Australian Aviation, 1994
by Carlo Kopp
© 1996, 2005 Carlo Kopp
The technology of Airborne Early Warning (AEW&C) systems is at a generational junction point at this time. We are now witnessing the next step in the lengthy evolution of this key technology, that being the transition from mechanically scanned antenna technology to electronically scanned phased array technology.
Phased array antenna technology has been in use for some decades, but most applications have been confined to ground based systems, due significant weight and size penalties associated with older families of electronic devices. The ongoing march of miniaturisation combined with significant improvements in microwave power transistor device technology has now allowed its wider use in airborne applications.

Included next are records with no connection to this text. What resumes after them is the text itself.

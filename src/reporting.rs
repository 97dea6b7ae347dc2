//! Read-only data contracts for the dashboard and the per-patient report.
//!
//! Builds the views from the SQLite database; rendering is left to the
//! consumer (the binary prints them as JSON).

use chrono::NaiveDate;
use rusqlite::Connection;
use serde::{Deserialize, Serialize};
use uuid::Uuid;

use crate::db::{repository, DatabaseError};
use crate::intelligence::reference::AlertThresholds;
use crate::intelligence::thresholds::merge_thresholds;
use crate::models::{
    Alert, AlertWithPatient, Consultation, ConsultationWithPatient, DashboardStats, Patient,
};

/// How many consultations the dashboard activity feed shows.
pub const RECENT_CONSULTATIONS_LIMIT: usize = 5;

// ---------------------------------------------------------------------------
// Types
// ---------------------------------------------------------------------------

/// Everything the clinician dashboard shows.
#[derive(Debug, Clone, Serialize, Deserialize)]
pub struct Dashboard {
    pub stats: DashboardStats,
    pub active_alerts: Vec<AlertWithPatient>,
    pub recent_consultations: Vec<ConsultationWithPatient>,
}

/// Input of the consultation report.
#[derive(Debug, Clone, Serialize, Deserialize)]
pub struct PatientReport {
    pub patient: Patient,
    pub latest_consultation: Option<Consultation>,
    pub active_alerts: Vec<Alert>,
    /// Thresholds the engine would apply to this patient right now.
    pub thresholds: AlertThresholds,
}

// ---------------------------------------------------------------------------
// Builders
// ---------------------------------------------------------------------------

pub fn build_dashboard(conn: &Connection, today: NaiveDate) -> Result<Dashboard, DatabaseError> {
    Ok(Dashboard {
        stats: repository::get_dashboard_stats(conn, today)?,
        active_alerts: repository::get_active_alerts(conn)?,
        recent_consultations: repository::get_recent_consultations(
            conn,
            RECENT_CONSULTATIONS_LIMIT,
        )?,
    })
}

pub fn build_patient_report(
    conn: &Connection,
    patient_id: &Uuid,
    defaults: &AlertThresholds,
) -> Result<PatientReport, DatabaseError> {
    let patient = repository::get_patient(conn, patient_id)?.ok_or_else(|| {
        DatabaseError::NotFound {
            entity_type: "patient".into(),
            id: patient_id.to_string(),
        }
    })?;
    let config = repository::get_threshold_configuration(conn, patient_id)?;

    Ok(PatientReport {
        latest_consultation: repository::get_latest_consultation(conn, patient_id)?,
        active_alerts: repository::get_active_alerts_for_patient(conn, patient_id)?,
        thresholds: merge_thresholds(defaults, config.as_ref()),
        patient,
    })
}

Conventional Antenna Systems
The purpose of a radar antenna is to focus a beam of electromagnetic energy into a desired shape and direction, and due some of the nicer properties of electromagnetism, the shape of the transmitted beam is identical to the shape of the antenna's sensitivity pattern when receiving. In an AEW&C application, and typically most airborne surveillance applications, the shape of the beam is designed to maximise the chances of detecting a distant and small target.
But this is not the only requirement which exists, as an AEW&C platform must also have the ability to track targets, find their altitude and resist the effects of jamming by inbound hostiles. These are often contradictory requirements in terms of what the antenna must do, as the search and detect function typically requires a broader beam to cover as large a possible volume of airspace in a single sweep, whereas the tracking function requires as tight a beam as is possible to provide the ability to resolve multiple closely spaced targets, and determine their position as accurately as possible.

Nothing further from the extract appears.